AMD Quad-Core Opteron (Barcelona) Tech Report
crazyeyes writes "AMD has been very tardy with Barcelona. Countless AMD fans have eagerly awaited a new processor. As the day draws closer, TechARP takes a look at the upcoming quad-core AMD Opteron. Is there more to it than just its four processing cores? Will it be the Intel-killer that AMD promised long ago? From the article: 'AMD is in the same boat as ATI. Delays after delays of their long-awaited Barcelona core not only ensured the dominance of their rival, Intel, in the desktop processor market, it also ensured that Intel would be the only choice for those who want a quad-core processor. Although that wait will end in August, 2007 when the Barcelona is finally launched, it remains to be seen if AMD's new processor will be able to inflict serious damage to Intel's dominance.'"
That's because you're not aware of the power of using the GPU in coordination with the CPU. Folding certainly shows GPU as a force not to neglect. You also fail to realize into your comment that quad cores are two dual cores. AMD and Motorola would do this sort of thing to claim next tier technology when in reality they were today's tech on steroids (They often fix GHz speeds with two CPU sets). Now, for some reason, AMD has opted not to do that and we'll see the true worthyness of this strategy with the release of the true quad core.
Of course nobody's running 64-bit applications at home on at the office. Because the dominant player there is Microsoft — whose 64-bit support on the desktop is either lame (try to find even basic drivers for XP-64) or a nightmare (try to run Vista-64 at all!). Can't really run 64-bit apps without a 64-bit OS, can you?
On the other hand, there's a huge demand for 64-bit apps that run on high end workstations and servers. How do think AMD managed to grab so much market share so quickly? By finding a way to meet that demand ahead of Intel, that's how.
If it weren't for this demands I wouldn't have a job — documenting x64 servers for Sun. Yes, Sun. Its a big profit center for them these days.
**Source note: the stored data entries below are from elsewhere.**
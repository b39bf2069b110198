use time::format_description::well_known::Rfc3339;
use time::OffsetDateTime;

use crate::error::StorageError;

/// Source of snapshot timestamps. Injected so that stores never read
/// process-wide time implicitly.
pub trait Clock: Send + Sync {
    fn now(&self) -> OffsetDateTime;
}

/// Wall-clock UTC time.
#[derive(Debug, Clone, Copy, Default)]
pub struct SystemClock;

impl Clock for SystemClock {
    fn now(&self) -> OffsetDateTime {
        OffsetDateTime::now_utc()
    }
}

/// Always returns the same instant.
#[derive(Debug, Clone, Copy)]
pub struct FixedClock(pub OffsetDateTime);

impl Clock for FixedClock {
    fn now(&self) -> OffsetDateTime {
        self.0
    }
}

/// RFC 3339 rendering of the clock's current instant.
pub(crate) fn timestamp(clock: &dyn Clock) -> Result<String, StorageError> {
    clock
        .now()
        .format(&Rfc3339)
        .map_err(|e| StorageError::Backend(format!("timestamp formatting failed: {}", e)))
}
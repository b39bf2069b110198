use std::path::Path;

use mrv_evidence::{
    build_pack, key_fingerprint, read_public_key, read_secret_key, verify_pack, write_keypair,
    PackSigner, SignatureStatus, VerificationKey,
};
use mrv_storage::SnapshotStore;
use serde::Serialize;

use crate::workspace::Workspace;
use crate::Printer;

/// Read a shared secret; surrounding whitespace is not part of it.
fn read_hmac_secret(path: &Path) -> Result<Vec<u8>, String> {
    let text = std::fs::read_to_string(path)
        .map_err(|e| format!("error reading HMAC secret '{}': {}", path.display(), e))?;
    let secret = text.trim();
    if secret.is_empty() {
        return Err(format!("HMAC secret '{}' is empty", path.display()));
    }
    Ok(secret.as_bytes().to_vec())
}

#[derive(Serialize)]
struct PackSummary {
    snapshot_id: u64,
    path: String,
    bytes: usize,
    manifest_hash: String,
    signatures: Vec<String>,
}

pub(crate) fn cmd_pack(
    workspace: &Workspace,
    id: u64,
    out_path: &Path,
    hmac_secret: Option<&Path>,
    key: Option<&Path>,
    out: Printer,
) -> Result<(), String> {
    let mut signers = Vec::new();
    if let Some(path) = hmac_secret {
        signers.push(PackSigner::Hmac(read_hmac_secret(path)?));
    }
    if let Some(path) = key {
        signers.push(PackSigner::Ed25519(
            read_secret_key(path).map_err(|e| e.to_string())?,
        ));
    }

    let snapshot = workspace.store()?.get(id).map_err(|e| e.to_string())?;
    if !snapshot.is_locked() {
        tracing::warn!(snapshot = id, "packing a draft snapshot");
    }
    let pack = build_pack(&snapshot, &signers).map_err(|e| e.to_string())?;
    std::fs::write(out_path, &pack.bytes)
        .map_err(|e| format!("cannot write '{}': {}", out_path.display(), e))?;

    let summary = PackSummary {
        snapshot_id: id,
        path: out_path.display().to_string(),
        bytes: pack.bytes.len(),
        manifest_hash: pack.manifest_hash,
        signatures: signers
            .iter()
            .map(|s| match s {
                PackSigner::Hmac(_) => "HMAC-SHA256".to_string(),
                PackSigner::Ed25519(k) => format!("Ed25519 {}", key_fingerprint(&k.verifying_key())),
            })
            .collect(),
    };
    out.emit(&summary, || {
        format!(
            "wrote {} ({} bytes)\n  manifest_hash: {}\n  signatures:    {}",
            summary.path,
            summary.bytes,
            summary.manifest_hash,
            if summary.signatures.is_empty() {
                "none".to_string()
            } else {
                summary.signatures.join(", ")
            }
        )
    });
    Ok(())
}

pub(crate) fn cmd_verify_pack(
    pack_path: &Path,
    hmac_secret: Option<&Path>,
    pubkey: Option<&Path>,
    require_signature: bool,
    out: Printer,
) -> Result<(), String> {
    let mut keys = Vec::new();
    if let Some(path) = hmac_secret {
        keys.push(VerificationKey::Hmac(read_hmac_secret(path)?));
    }
    if let Some(path) = pubkey {
        keys.push(VerificationKey::Ed25519(
            read_public_key(path).map_err(|e| e.to_string())?,
        ));
    }

    let bytes = std::fs::read(pack_path)
        .map_err(|_| format!("file not found: {}", pack_path.display()))?;
    let report = verify_pack(&bytes, &keys).map_err(|e| e.to_string())?;

    out.emit(&report, || {
        let mut lines = vec![format!(
            "evidence pack for snapshot {}: {}",
            report.snapshot_id,
            if report.is_valid() { "valid" } else { "INVALID" }
        )];
        lines.push(format!(
            "  manifest {} {}",
            report.manifest_hash,
            if report.manifest_hash_ok { "ok" } else { "MISMATCH" }
        ));
        for artifact in &report.artifacts {
            lines.push(format!(
                "  {:<20} {}",
                artifact.name,
                if artifact.ok { "ok" } else { "MISMATCH" }
            ));
        }
        for name in &report.unexpected {
            lines.push(format!("  {:<20} unexpected", name));
        }
        for sig in &report.signatures {
            let status = match sig.status {
                SignatureStatus::Verified => "verified",
                SignatureStatus::Invalid => "INVALID",
                SignatureStatus::Unchecked => "not checked (no key)",
            };
            lines.push(format!("  signature {} {}", sig.algorithm, status));
        }
        lines.join("\n")
    });

    if !report.is_valid() {
        return Err(format!("evidence pack '{}' failed verification", pack_path.display()));
    }
    if require_signature && !report.is_signed() {
        return Err(format!(
            "evidence pack '{}' has no signature verified by the supplied keys",
            pack_path.display()
        ));
    }
    Ok(())
}

pub(crate) fn cmd_keygen(prefix: &str, out: Printer) -> Result<(), String> {
    let verifying_key = write_keypair(prefix).map_err(|e| e.to_string())?;
    let fingerprint = key_fingerprint(&verifying_key);
    out.emit(
        &serde_json::json!({
            "secret": format!("{}.secret", prefix),
            "public": format!("{}.pub", prefix),
            "key_id": fingerprint,
        }),
        || {
            format!(
                "Generated Ed25519 keypair: {}.secret, {}.pub (key id {})",
                prefix, prefix, fingerprint
            )
        },
    );
    Ok(())
}
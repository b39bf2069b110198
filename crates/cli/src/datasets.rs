//! Content-addressed dataset directory: `<sha256>.json` per dataset.

use std::path::PathBuf;

use mrv_core::{canonicalize, ActivityData, Dataset, DatasetKind};
use mrv_eval::{DatasetResolver, ReplayError};

pub(crate) struct DirectoryDatasets {
    dir: PathBuf,
}

impl DirectoryDatasets {
    pub(crate) fn new(dir: PathBuf) -> Self {
        DirectoryDatasets { dir }
    }

    fn path_of(&self, sha256: &str) -> PathBuf {
        self.dir.join(format!("{}.json", sha256))
    }

    /// Write every non-empty dataset of `activity` in canonical row order and
    /// return their hashes. Equal hashes mean equal bytes, so a file that
    /// already exists is left alone.
    pub(crate) fn write_all(&self, activity: &ActivityData) -> Result<Vec<String>, String> {
        std::fs::create_dir_all(&self.dir)
            .map_err(|e| format!("cannot create '{}': {}", self.dir.display(), e))?;
        let mut written = Vec::new();
        for dataset in activity.datasets() {
            let dataset = dataset.canonical_form().map_err(|e| e.to_string())?;
            let sha256 = dataset.content_hash().map_err(|e| e.to_string())?;
            let path = self.path_of(&sha256);
            if !path.exists() {
                let bytes = canonicalize(&dataset).map_err(|e| e.to_string())?;
                std::fs::write(&path, bytes)
                    .map_err(|e| format!("cannot write '{}': {}", path.display(), e))?;
            }
            written.push(sha256);
        }
        Ok(written)
    }
}

impl DatasetResolver for DirectoryDatasets {
    fn fetch(&self, kind: DatasetKind, sha256: &str) -> Result<Option<Dataset>, ReplayError> {
        // Hashes are hex; anything else cannot name a file here.
        if sha256.is_empty() || !sha256.chars().all(|c| c.is_ascii_hexdigit()) {
            return Ok(None);
        }
        let path = self.path_of(sha256);
        if !path.exists() {
            return Ok(None);
        }
        let bytes = std::fs::read(&path)
            .map_err(|e| ReplayError::DatasetStore(format!("{}: {}", path.display(), e)))?;
        let dataset: Dataset = serde_json::from_slice(&bytes)
            .map_err(|e| ReplayError::DatasetStore(format!("{}: {}", path.display(), e)))?;
        Ok((dataset.kind() == kind).then_some(dataset))
    }
}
All that tells us is that Gentoo 64-bit support sucks and that you're not supporting any high-end applications. What have you got, some low volume commerce and web presence sites? If you were doing millions of transactions a day, you'd be needing to squeeze all the performance out of your servers you could manage. Which is why the big boys run serious 64-bit OSs: RHEL, SLES, Solaris, Windows 2003.